In Somalia, there are estimated to be around a thousand Christians in a population of 8 million people, with possibly a couple thousand more in the diaspora. The Islamist Shabab civilian army, which controls a major area of southern Somalia, is dedicated to tracking down and eliminating all remaining Christians.
On Fridays, Christians go to mosques to avoid causing doubt. The books of scripture are kept hidden. There are no public gatherings, let alone a congregation. Catholic churches and burial cemeteries have been demolished.
The last nuns were chased out of Mogadishu, the devastated capital, in 2007. The previous year, an elderly religious recluse working at a nearby medical clinic was assassinated. The main Christian adherents left are Somalis from the surrounding area.
Taking and executing these Christians provides the Shabab with useful purposeful publicity, not least for instilling in its young warriors and suicide-planes the belief that America, Britain, Italy, the Vatican, as well as Ethiopia and Kenya, are all "crusaders" attempting to convert Somalis to Christianity. The UN follows obnoxiously close behind.
Obviously, Israel is also doing its part to discredit Islam. The insecure transitional administration led by Sheik Sharif Ahmed, whose authority runs pitifully over the territory that the Shabab does not yet control, is unlikely to support any of its inhabitants armed with a Bible. Despite espousing balance, he supports a version of Sharia Law in which every Somalian is born a Muslim and every individual who converts to another faith is subject to renunciation, which is punishable by death.
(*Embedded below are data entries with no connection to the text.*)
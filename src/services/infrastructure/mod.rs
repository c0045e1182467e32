/// 基础设施层服务模块
/// 负责测试核心与显示层、测试设备之间的交互

/// 跨线程事件桥
pub mod event_bridge;

/// 显示层更新循环
pub mod display_loop;

/// 模拟测试设备
pub mod simulated_equipment;

// 重新导出常用接口和实现
pub use event_bridge::{EventBridge, EventReceiver, PassFailQuery, StationEvent, UserResponder};
pub use display_loop::DisplayLoop;
pub use simulated_equipment::SimulatedEquipment;
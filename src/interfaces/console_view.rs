//! 控制台显示层
//!
//! 把测试状态变化打印到终端，人工判定从标准输入读取（输入 `pass` 通过，其余任何输入都判失败）。
//! 设置了自动判定时不读取标准输入，便于无人值守运行。

use crate::models::{TaskState, TaskUpdate, TestInfo, UserVerdict};
use crate::services::infrastructure::event_bridge::PassFailQuery;
use crate::services::traits::IStationView;
use std::collections::BTreeMap;
use std::io::BufRead;
use log::warn;

pub struct ConsoleView {
    lang_idx: usize,
    auto_verdict: Option<UserVerdict>,
    tests: Vec<TestInfo>,
    states: BTreeMap<String, TaskState>,
    verify_state: Option<TaskState>,
    errors: Vec<String>,
    verdict: Option<bool>,
}

impl ConsoleView {
    /// `lang_idx`: 0 = English，1 = 简体中文
    pub fn new(tests: Vec<TestInfo>, lang_idx: usize) -> Self {
        let states = tests
            .iter()
            .map(|t| (t.id.clone(), TaskState::Pending))
            .collect();
        Self {
            lang_idx,
            auto_verdict: None,
            tests,
            states,
            verify_state: None,
            errors: Vec::new(),
            verdict: None,
        }
    }

    pub fn with_auto_verdict(mut self, verdict: Option<UserVerdict>) -> Self {
        self.auto_verdict = verdict;
        self
    }

    pub fn print_test_list(&self) {
        for (i, test) in self.tests.iter().enumerate() {
            println!("  {:>2}. {} ({:.1}s)", i + 1, test.name.get(self.lang_idx), test.expected_duration.as_secs_f64());
        }
    }

    pub fn state_of(&self, test_id: &str) -> Option<TaskState> {
        self.states.get(test_id).copied()
    }

    pub fn verify_state(&self) -> Option<TaskState> {
        self.verify_state
    }

    /// 作业结论，作业未结束时为 `None`
    pub fn verdict(&self) -> Option<bool> {
        self.verdict
    }

    pub fn errors(&self) -> &[String] {
        &self.errors
    }

    fn label(&self, state: TaskState) -> &'static str {
        let (en, zh) = state.label();
        if self.lang_idx == 1 { zh } else { en }
    }

    fn print_update(&self, prefix: &str, update: &TaskUpdate) {
        let mut line = format!("{}[{}] {}", prefix, self.label(update.state), update.name.get(self.lang_idx));
        if let Some(message) = &update.message {
            line.push_str(&format!(" - {}", message.get(self.lang_idx)));
        }
        if let Some(data) = &update.data {
            line.push_str(&format!(" ({})", data));
        }
        println!("{}", line);
    }
}

impl IStationView for ConsoleView {
    fn on_test_state(&mut self, update: &TaskUpdate) {
        self.states.insert(update.test_id.clone(), update.state);
        self.print_update("", update);
    }

    fn on_verify_state(&mut self, update: &TaskUpdate) {
        self.verify_state = Some(update.state);
        self.print_update("[Verify] ", update);
    }

    fn on_procedure_complete(&mut self, passed: bool) {
        self.verdict = Some(passed);
        if passed {
            println!("========== PASS ==========");
        } else {
            println!("========== FAIL ==========");
        }
    }

    fn on_pass_fail_query(&mut self, query: PassFailQuery) {
        if let Some(verdict) = self.auto_verdict {
            println!("{} -> {:?}", query.prompt.get(self.lang_idx), verdict);
            query.responder.user_response(verdict);
            return;
        }

        println!("{} [pass/fail]", query.prompt.get(self.lang_idx));
        let responder = query.responder;
        // 读取标准输入会阻塞，放到阻塞线程池中，显示循环继续运行
        tokio::task::spawn_blocking(move || {
            let mut input = String::new();
            if let Err(e) = std::io::stdin().lock().read_line(&mut input) {
                warn!("[Console] 读取操作员输入失败: {}", e);
            }
            let verdict = input.parse::<UserVerdict>().unwrap_or(UserVerdict::Fail);
            responder.user_response(verdict);
        });
    }

    fn on_test_error(&mut self, test_name: &str, message: &str) {
        eprintln!("Thread Exception in {}: {}", test_name, message);
        self.errors.push(format!("{}: {}", test_name, message));
    }

    fn is_finished(&self) -> bool {
        self.verdict.is_some()
    }
}

#[cfg(test)]
mod tests {
    use super::*;
    use crate::models::BilingualText;
    use crate::services::infrastructure::event_bridge::UserResponder;
    use std::time::Duration;

    fn tests() -> Vec<TestInfo> {
        vec![TestInfo {
            id: "passtest".to_string(),
            name: BilingualText::new("Pass Test", "通过测试"),
            expected_duration: Duration::from_millis(100),
        }]
    }

    fn update(state: TaskState) -> TaskUpdate {
        TaskUpdate {
            test_id: "passtest".to_string(),
            name: BilingualText::new("Pass Test", "通过测试"),
            state,
            message: None,
            data: Some("3.30 V".to_string()),
            timestamp: chrono::Utc::now(),
        }
    }

    #[test]
    fn test_tracks_state_and_verdict() {
        let mut view = ConsoleView::new(tests(), 1);
        assert_eq!(view.state_of("passtest"), Some(TaskState::Pending));

        view.on_test_state(&update(TaskState::Running));
        view.on_test_state(&update(TaskState::Pass));
        assert_eq!(view.state_of("passtest"), Some(TaskState::Pass));
        assert!(!view.is_finished());

        view.on_procedure_complete(true);
        assert_eq!(view.verdict(), Some(true));
        assert!(view.is_finished());
    }

    #[tokio::test]
    async fn test_auto_verdict_answers_query() {
        let mut view = ConsoleView::new(tests(), 0).with_auto_verdict(Some(UserVerdict::Pass));
        let (responder, receiver) = UserResponder::new();
        view.on_pass_fail_query(PassFailQuery {
            update: update(TaskState::Running),
            prompt: BilingualText::same("choose"),
            responder,
        });
        assert_eq!(receiver.await.unwrap(), UserVerdict::Pass);
    }

    #[test]
    fn test_records_errors() {
        let mut view = ConsoleView::new(tests(), 0);
        view.on_test_error("Pass Test", "boom");
        assert_eq!(view.errors(), &["Pass Test: boom".to_string()]);
    }
}
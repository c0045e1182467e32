/// 服务层模块
///
/// - Domain Layer: 测试流程编排、测试任务、标准测试步骤、设备注册表
/// - Infrastructure Layer: 跨线程事件桥、显示循环、模拟设备

/// 领域层服务模块
pub mod domain;

/// 基础设施层服务模块
pub mod infrastructure;

/// 服务层基础trait定义
pub mod traits;

// 重新导出基础trait
pub use traits::{Equipment, IStationView, SharedEquipment};

// 重新导出领域层服务
pub use domain::{
    EquipmentRegistry, ITestStep, Procedure, ProcedureBuilder, StepContext, StepFactory,
    StepVerdict, TaskKind, TestTask,
};

// 重新导出基础设施层服务
pub use infrastructure::{
    DisplayLoop, EventBridge, EventReceiver, PassFailQuery, SimulatedEquipment, StationEvent,
    UserResponder,
};
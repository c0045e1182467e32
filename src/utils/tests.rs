use crate::utils::error::{AppError, AppResult, EquipmentFailure};
use crate::utils::config::{scan_part_configs, AppConfig, ConfigManager, PartConfig};
use tempfile::tempdir;

/// 测试AppError的创建和错误代码
#[test]
fn test_app_error_creation() {
    let error = AppError::generic("测试错误");
    assert_eq!(error.error_code(), "GENERIC");
    assert!(error.to_string().contains("测试错误"));

    let comm_error = AppError::equipment_communication_error("串口打开失败");
    assert_eq!(comm_error.error_code(), "EQUIPMENT_COMMUNICATION_ERROR");
    assert!(comm_error.to_string().contains("串口打开失败"));

    let failure: AppError = EquipmentFailure::new("Keithley 2200 Power Supply", "no device").into();
    assert_eq!(failure.error_code(), "EQUIPMENT_FAILURE");
    assert!(failure.to_string().contains("Keithley 2200 Power Supply"));
    assert!(failure.to_string().contains("no device"));
}

/// 测试错误转换 (From trait)
#[test]
fn test_error_conversion() {
    let str_error: AppError = "字符串错误".into();
    assert_eq!(str_error.error_code(), "GENERIC");

    let io: AppError = std::io::Error::new(std::io::ErrorKind::NotFound, "missing").into();
    assert_eq!(io.error_code(), "IO_ERROR");

    let json_error: Result<serde_json::Value, serde_json::Error> = serde_json::from_str("{invalid json}");
    match json_error {
        Err(e) => {
            let app_error: AppError = e.into();
            assert_eq!(app_error.error_code(), "JSON_ERROR");
        }
        Ok(_) => panic!("应该产生JSON错误"),
    }
}

/// 测试状态转换错误
#[test]
fn test_state_transition_error() {
    let error = AppError::state_transition_error("Pass", "Running", "终态不可回退");
    assert_eq!(error.error_code(), "STATE_TRANSITION_ERROR");
    assert!(error.to_string().contains("从 Pass 到 Running"));
}

#[test]
fn test_app_config_defaults() {
    let config = AppConfig::default();
    assert_eq!(config.station.display_poll_interval_ms, 10);
    assert_eq!(config.logging_config.log_level, "info");
    assert!(config.station.version_string().starts_with("Commissioning Station "));
}

#[tokio::test]
async fn test_config_manager_creates_default_file() -> AppResult<()> {
    let dir = tempdir().unwrap();
    let path = dir.path().join("nested").join("station_config.json");

    let mut manager = ConfigManager::new(path.clone());
    manager.load_from_file().await?;
    assert!(path.exists());

    manager.get_config_mut().station.display_poll_interval_ms = 25;
    manager.save_to_file().await?;

    let mut reloaded = ConfigManager::new(path);
    reloaded.load_from_file().await?;
    assert_eq!(reloaded.get_config().station.display_poll_interval_ms, 25);
    reloaded.validate_config()?;
    Ok(())
}

#[test]
fn test_config_validation_rejects_bad_values() {
    let mut manager = ConfigManager::new("unused.json".into());
    manager.get_config_mut().logging_config.log_level = "verbose".to_string();
    assert!(manager.validate_config().is_err());

    let mut manager = ConfigManager::new("unused.json".into());
    manager.get_config_mut().station.display_poll_interval_ms = 0;
    assert!(manager.validate_config().is_err());
}

#[test]
fn test_part_config_load_from_ini() {
    let dir = tempdir().unwrap();
    let path = dir.path().join("1234-5678.ini");
    std::fs::write(
        &path,
        "[uservars]\npartnum = 1234-5678\nopname = ManufacturingEngineer\n\n[procedure]\ncommissioning = guitest\n",
    )
    .unwrap();

    let part = PartConfig::load(&path).unwrap();
    assert_eq!(part.name, "1234-5678");
    assert_eq!(part.part_number(), "1234-5678");
    assert_eq!(part.get("opname"), Some("ManufacturingEngineer"));
    assert_eq!(part.procedure.as_deref(), Some("guitest"));
    assert_eq!(
        part.parameter_summary(),
        "Part Number = 1234-5678, opname = ManufacturingEngineer"
    );
}

#[test]
fn test_part_config_defaults_part_number_to_file_name() {
    let dir = tempdir().unwrap();
    let path = dir.path().join("PN-42.ini");
    std::fs::write(&path, "[procedure]\ncommissioning = guitest\n").unwrap();

    let part = PartConfig::load(&path).unwrap();
    assert_eq!(part.part_number(), "PN-42");
}

#[test]
fn test_part_config_requires_part_number() {
    let part = PartConfig::new("empty");
    assert!(part.validate().is_err());
    assert!(PartConfig::new("ok").with_var("partnum", "X1").validate().is_ok());
}

#[test]
fn test_scan_part_configs_skips_other_files() {
    let dir = tempdir().unwrap();
    std::fs::write(dir.path().join("A100.ini"), "[uservars]\npartnum = A100\n").unwrap();
    std::fs::write(dir.path().join("B200.ini"), "[uservars]\npartnum = B200\n").unwrap();
    std::fs::write(dir.path().join("notes.txt"), "not a config").unwrap();

    let parts = scan_part_configs(dir.path()).unwrap();
    assert_eq!(parts.keys().cloned().collect::<Vec<_>>(), vec!["A100", "B200"]);
}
Several Somalis are executed on a regular basis for being Christians. Sometimes that is just a label that jihadists give to people they believe are working for Ethiopian enlightenment.
In any event, many people are fundamentalists. According to Somali sources and Christian groups studying Somalia from abroad, at least 13 people from underground houses of worship have been killed in the preceding few months. The majority were Mennonites who had been converted by evangelists near the Juba River in southern Somalia.